§ **Exercise prompt**: What is the number of lines in the material below that include the word "StatusCode"? Write that number and nothing more.

§ **Exercise data**:
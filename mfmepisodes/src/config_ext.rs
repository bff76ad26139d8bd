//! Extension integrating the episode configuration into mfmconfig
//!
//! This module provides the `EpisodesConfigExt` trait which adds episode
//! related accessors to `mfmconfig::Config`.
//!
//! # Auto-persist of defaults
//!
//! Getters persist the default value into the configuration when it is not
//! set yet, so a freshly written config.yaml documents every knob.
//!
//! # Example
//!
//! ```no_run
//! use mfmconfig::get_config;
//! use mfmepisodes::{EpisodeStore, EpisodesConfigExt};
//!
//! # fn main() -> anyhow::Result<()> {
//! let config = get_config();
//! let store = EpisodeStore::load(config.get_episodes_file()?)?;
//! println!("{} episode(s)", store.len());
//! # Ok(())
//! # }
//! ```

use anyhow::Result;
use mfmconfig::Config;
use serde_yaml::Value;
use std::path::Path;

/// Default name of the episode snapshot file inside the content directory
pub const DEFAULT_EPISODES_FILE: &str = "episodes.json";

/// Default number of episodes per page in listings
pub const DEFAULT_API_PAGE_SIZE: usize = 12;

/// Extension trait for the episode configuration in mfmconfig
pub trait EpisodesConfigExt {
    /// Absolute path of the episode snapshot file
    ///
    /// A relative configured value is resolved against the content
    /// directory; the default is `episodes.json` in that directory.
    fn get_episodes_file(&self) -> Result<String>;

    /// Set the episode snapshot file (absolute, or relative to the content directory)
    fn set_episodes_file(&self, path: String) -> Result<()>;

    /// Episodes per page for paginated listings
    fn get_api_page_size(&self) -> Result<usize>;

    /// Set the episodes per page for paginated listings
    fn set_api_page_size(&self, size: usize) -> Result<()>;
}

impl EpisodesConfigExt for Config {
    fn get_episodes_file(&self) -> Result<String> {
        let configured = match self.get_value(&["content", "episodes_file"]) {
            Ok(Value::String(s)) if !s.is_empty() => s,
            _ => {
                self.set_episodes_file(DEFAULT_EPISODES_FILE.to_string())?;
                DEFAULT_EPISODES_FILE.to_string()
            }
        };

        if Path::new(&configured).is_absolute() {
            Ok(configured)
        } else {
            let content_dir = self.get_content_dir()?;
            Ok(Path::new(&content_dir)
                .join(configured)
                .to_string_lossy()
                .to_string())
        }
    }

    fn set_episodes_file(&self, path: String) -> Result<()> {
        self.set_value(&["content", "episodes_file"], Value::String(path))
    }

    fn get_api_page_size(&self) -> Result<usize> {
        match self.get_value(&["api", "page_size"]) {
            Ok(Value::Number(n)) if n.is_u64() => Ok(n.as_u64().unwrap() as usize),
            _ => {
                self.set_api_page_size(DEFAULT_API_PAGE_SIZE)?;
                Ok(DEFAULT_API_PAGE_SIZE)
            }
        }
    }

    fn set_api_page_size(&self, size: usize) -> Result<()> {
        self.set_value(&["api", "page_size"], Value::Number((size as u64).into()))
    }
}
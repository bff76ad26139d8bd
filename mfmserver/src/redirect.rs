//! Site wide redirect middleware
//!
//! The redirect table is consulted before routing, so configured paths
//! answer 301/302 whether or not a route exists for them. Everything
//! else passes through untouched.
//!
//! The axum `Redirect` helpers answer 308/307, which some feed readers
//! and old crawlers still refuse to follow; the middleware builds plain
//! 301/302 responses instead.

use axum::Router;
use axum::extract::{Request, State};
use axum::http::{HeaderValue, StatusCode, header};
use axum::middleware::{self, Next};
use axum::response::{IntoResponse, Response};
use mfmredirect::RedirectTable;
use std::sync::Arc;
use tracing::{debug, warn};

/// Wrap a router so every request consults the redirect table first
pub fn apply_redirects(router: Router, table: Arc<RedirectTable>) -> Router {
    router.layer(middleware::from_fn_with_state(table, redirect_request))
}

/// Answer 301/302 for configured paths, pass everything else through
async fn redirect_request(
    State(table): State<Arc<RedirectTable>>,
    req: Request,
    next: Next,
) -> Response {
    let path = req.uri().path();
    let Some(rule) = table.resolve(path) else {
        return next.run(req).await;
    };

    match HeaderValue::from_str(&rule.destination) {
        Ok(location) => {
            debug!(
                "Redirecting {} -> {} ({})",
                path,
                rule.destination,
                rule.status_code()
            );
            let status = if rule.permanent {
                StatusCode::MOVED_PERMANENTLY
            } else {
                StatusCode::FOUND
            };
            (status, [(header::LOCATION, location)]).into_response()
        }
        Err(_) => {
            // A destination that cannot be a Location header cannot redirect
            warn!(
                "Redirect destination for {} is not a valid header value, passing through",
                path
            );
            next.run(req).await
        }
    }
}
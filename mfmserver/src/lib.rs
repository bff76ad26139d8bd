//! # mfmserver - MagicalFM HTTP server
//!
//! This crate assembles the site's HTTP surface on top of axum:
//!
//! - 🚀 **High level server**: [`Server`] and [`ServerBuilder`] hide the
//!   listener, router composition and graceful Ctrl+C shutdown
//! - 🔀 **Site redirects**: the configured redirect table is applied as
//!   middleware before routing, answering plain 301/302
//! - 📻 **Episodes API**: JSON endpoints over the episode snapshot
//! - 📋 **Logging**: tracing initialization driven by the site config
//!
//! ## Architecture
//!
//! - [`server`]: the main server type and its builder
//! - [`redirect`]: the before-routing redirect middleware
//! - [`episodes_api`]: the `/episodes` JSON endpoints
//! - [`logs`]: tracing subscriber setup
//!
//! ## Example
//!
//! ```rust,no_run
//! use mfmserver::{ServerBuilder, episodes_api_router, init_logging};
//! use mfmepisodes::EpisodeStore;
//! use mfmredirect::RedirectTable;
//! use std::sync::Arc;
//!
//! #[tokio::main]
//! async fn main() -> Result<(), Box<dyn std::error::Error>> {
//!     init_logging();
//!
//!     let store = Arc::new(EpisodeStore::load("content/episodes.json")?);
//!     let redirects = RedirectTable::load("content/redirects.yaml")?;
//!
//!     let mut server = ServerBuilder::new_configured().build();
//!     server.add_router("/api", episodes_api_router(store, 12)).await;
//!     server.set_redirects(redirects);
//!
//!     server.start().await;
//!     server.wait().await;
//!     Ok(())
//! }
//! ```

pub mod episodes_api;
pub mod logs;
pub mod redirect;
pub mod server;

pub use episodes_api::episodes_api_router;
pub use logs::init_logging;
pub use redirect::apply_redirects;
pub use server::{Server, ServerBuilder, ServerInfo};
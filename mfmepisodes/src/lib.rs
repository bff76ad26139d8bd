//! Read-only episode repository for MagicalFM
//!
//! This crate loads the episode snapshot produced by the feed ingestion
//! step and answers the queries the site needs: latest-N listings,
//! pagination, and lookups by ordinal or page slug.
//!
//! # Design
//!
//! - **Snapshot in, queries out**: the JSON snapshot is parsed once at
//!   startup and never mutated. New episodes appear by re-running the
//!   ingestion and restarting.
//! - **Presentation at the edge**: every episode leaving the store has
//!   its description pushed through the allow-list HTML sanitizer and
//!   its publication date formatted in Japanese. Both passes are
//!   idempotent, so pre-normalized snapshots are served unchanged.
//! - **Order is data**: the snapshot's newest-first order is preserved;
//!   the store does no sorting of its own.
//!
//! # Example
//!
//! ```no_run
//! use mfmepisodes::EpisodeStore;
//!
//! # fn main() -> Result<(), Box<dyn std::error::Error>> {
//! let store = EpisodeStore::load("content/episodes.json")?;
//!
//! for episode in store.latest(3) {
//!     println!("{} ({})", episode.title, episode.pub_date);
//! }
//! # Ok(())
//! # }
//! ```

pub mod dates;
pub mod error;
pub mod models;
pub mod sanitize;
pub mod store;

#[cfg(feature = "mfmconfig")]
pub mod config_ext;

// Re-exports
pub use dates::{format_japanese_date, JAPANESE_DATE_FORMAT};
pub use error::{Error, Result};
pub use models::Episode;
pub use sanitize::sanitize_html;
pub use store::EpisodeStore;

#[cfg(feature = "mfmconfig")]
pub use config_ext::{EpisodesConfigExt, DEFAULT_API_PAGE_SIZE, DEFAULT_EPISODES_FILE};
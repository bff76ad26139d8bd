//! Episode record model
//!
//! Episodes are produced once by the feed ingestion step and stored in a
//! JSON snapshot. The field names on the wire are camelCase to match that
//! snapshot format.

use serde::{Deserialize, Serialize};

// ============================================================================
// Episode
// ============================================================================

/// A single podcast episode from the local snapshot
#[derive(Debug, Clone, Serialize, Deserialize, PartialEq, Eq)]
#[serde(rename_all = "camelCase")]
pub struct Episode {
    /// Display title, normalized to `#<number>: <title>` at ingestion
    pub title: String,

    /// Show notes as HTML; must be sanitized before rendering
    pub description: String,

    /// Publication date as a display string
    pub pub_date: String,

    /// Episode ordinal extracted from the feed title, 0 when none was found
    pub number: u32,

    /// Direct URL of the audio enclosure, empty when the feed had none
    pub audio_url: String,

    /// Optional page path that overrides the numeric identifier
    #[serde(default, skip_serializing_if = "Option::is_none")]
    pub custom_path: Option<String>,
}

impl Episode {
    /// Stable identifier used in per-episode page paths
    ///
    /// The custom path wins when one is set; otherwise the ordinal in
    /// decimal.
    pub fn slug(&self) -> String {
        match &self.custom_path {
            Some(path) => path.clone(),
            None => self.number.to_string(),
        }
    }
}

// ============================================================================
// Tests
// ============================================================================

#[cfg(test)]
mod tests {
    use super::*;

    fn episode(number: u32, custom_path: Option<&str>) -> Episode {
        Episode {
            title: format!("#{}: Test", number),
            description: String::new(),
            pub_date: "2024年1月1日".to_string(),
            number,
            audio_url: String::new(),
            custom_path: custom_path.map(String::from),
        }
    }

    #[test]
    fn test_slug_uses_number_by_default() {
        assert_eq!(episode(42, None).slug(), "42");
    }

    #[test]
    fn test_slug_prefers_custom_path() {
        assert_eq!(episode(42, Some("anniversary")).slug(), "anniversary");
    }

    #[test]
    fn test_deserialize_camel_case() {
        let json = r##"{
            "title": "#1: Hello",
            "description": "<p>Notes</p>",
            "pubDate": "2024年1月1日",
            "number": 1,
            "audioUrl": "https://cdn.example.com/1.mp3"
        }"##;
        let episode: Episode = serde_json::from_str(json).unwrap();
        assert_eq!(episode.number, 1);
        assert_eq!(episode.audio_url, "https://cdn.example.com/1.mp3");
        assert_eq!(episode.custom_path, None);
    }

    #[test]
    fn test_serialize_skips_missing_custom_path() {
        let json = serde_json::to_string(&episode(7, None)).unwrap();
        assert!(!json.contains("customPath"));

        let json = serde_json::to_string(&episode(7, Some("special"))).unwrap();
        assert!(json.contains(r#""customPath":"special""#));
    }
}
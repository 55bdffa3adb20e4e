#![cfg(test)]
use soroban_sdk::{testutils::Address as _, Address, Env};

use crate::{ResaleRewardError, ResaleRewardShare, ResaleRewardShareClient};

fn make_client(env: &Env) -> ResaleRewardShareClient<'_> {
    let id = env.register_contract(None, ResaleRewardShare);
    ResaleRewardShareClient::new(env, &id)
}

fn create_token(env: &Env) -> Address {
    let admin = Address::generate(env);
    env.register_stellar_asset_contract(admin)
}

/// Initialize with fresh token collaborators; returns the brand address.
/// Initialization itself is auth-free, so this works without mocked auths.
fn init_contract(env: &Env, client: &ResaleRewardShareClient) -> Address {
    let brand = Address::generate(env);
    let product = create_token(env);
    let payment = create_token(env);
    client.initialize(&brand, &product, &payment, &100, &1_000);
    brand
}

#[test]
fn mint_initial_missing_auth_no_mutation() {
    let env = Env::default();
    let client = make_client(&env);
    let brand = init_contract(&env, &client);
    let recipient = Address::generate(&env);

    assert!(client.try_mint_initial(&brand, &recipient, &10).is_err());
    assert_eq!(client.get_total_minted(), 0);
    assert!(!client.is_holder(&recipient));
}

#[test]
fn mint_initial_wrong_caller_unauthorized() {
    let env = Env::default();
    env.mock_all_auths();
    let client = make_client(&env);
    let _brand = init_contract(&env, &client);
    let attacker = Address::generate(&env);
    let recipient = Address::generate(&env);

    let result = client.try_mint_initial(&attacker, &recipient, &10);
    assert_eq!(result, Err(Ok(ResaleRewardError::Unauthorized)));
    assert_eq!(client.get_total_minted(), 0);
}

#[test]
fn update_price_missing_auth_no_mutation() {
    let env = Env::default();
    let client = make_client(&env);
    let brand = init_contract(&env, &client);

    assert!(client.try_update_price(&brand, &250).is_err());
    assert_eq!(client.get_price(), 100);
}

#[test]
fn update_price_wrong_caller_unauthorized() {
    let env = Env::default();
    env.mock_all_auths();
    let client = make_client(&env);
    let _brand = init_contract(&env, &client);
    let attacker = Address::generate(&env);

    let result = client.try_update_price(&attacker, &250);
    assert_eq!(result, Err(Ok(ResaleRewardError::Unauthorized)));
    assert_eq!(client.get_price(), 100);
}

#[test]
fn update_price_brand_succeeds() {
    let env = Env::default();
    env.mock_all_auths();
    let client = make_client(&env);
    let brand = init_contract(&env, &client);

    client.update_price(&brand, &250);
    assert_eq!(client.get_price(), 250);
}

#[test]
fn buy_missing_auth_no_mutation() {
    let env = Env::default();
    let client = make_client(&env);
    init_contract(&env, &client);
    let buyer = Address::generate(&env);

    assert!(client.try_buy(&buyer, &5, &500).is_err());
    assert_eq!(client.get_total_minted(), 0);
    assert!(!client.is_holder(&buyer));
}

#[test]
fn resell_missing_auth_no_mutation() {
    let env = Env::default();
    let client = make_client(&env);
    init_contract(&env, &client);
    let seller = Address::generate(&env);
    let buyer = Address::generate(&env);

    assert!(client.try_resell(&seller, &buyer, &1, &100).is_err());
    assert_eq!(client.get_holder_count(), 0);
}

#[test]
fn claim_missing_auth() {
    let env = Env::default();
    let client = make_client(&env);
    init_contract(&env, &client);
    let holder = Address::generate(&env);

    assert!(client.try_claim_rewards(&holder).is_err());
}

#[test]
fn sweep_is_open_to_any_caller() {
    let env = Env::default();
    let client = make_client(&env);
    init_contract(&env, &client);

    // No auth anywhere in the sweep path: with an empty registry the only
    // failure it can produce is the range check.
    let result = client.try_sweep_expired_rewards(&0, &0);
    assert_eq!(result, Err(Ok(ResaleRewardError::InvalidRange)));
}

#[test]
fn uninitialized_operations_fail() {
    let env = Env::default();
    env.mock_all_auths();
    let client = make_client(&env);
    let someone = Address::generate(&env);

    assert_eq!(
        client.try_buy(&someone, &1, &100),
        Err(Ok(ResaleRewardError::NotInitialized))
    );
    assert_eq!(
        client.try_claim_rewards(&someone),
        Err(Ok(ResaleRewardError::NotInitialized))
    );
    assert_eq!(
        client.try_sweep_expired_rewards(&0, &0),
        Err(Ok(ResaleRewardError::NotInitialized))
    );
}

§ **Solution for this problem**: 3